_ACTIVITY_: The response must consist of the lines below from the one with "pub use constants::*;" through the one with "pub use tools::*;", exactly as they appear and with both ends kept.

Start of EXERCISE DATA

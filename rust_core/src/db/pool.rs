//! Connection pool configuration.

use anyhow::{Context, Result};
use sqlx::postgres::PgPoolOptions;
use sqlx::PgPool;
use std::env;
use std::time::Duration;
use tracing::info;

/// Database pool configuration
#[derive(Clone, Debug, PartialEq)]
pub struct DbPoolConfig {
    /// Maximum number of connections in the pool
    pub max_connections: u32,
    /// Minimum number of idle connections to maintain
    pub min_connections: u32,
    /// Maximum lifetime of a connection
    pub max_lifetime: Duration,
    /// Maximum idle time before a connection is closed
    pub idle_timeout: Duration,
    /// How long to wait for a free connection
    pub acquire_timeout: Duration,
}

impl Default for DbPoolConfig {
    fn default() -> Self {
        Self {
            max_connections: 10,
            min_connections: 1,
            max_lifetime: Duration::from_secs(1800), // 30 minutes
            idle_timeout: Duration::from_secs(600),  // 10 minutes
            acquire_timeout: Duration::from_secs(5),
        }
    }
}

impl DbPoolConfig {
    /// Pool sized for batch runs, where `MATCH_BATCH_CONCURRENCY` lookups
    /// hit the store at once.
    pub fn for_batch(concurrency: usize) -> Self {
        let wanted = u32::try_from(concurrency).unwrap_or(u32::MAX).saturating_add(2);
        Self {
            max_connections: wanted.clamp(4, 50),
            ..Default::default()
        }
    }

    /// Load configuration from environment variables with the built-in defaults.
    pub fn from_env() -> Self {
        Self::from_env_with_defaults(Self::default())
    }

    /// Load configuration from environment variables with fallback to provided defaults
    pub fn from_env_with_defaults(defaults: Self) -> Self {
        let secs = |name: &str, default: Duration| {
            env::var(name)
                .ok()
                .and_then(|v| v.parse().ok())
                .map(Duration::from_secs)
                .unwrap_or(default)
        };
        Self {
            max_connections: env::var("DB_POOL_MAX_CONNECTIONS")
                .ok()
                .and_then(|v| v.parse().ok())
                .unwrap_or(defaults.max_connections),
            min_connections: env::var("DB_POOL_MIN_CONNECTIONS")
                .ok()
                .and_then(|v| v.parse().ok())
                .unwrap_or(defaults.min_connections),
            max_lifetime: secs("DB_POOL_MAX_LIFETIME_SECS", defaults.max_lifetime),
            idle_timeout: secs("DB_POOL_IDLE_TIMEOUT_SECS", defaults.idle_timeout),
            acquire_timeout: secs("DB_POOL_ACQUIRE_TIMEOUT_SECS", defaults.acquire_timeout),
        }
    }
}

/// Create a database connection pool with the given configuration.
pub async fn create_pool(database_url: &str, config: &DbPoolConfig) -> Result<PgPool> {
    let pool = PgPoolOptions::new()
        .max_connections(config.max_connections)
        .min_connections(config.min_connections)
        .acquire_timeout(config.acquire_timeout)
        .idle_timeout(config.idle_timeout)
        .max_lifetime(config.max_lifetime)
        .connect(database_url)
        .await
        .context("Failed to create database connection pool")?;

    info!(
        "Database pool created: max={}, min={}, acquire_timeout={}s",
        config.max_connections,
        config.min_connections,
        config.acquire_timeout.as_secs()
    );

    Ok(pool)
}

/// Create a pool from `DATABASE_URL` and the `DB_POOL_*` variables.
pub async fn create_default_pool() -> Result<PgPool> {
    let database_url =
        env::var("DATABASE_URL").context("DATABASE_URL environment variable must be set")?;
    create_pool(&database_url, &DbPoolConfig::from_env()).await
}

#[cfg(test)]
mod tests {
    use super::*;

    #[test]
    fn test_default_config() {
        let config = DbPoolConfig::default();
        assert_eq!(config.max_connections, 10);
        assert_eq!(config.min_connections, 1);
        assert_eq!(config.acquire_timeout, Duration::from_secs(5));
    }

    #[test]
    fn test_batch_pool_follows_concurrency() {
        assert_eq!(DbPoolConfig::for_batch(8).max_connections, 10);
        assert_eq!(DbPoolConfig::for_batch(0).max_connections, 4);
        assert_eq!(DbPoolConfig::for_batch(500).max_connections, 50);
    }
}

End of EXERCISE DATA
Start of EXERCISE DATA

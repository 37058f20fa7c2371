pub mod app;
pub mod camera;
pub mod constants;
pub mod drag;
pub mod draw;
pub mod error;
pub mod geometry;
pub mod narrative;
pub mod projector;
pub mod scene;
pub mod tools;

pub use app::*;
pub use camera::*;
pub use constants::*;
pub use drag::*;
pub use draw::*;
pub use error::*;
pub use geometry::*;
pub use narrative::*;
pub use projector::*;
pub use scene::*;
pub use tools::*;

End of EXERCISE DATA
Start of EXERCISE DATA

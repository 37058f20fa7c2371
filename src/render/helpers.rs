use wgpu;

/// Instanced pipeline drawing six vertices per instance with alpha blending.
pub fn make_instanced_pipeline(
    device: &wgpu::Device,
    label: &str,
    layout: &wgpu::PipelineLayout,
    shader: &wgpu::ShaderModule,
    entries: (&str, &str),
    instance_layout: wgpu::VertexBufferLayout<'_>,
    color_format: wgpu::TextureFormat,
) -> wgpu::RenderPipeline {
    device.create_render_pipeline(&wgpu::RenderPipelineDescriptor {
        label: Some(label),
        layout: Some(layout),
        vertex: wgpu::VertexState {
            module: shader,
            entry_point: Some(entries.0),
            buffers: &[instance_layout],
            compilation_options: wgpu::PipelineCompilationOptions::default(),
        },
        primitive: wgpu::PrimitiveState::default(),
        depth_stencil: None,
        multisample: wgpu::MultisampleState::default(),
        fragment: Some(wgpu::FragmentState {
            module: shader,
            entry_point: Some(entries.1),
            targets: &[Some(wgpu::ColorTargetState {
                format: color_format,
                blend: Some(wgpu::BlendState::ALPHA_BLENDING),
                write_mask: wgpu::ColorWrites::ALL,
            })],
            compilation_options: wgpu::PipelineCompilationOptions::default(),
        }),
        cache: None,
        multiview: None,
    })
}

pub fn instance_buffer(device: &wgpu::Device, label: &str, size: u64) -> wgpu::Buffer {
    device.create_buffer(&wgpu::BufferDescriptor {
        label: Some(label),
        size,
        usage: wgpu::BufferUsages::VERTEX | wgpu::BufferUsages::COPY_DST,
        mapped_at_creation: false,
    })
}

End of EXERCISE DATA

_SOLUTION_:
pub use constants::*;
pub use drag::*;
pub use draw::*;
pub use error::*;
pub use geometry::*;
pub use narrative::*;
pub use projector::*;
pub use scene::*;
pub use tools::*;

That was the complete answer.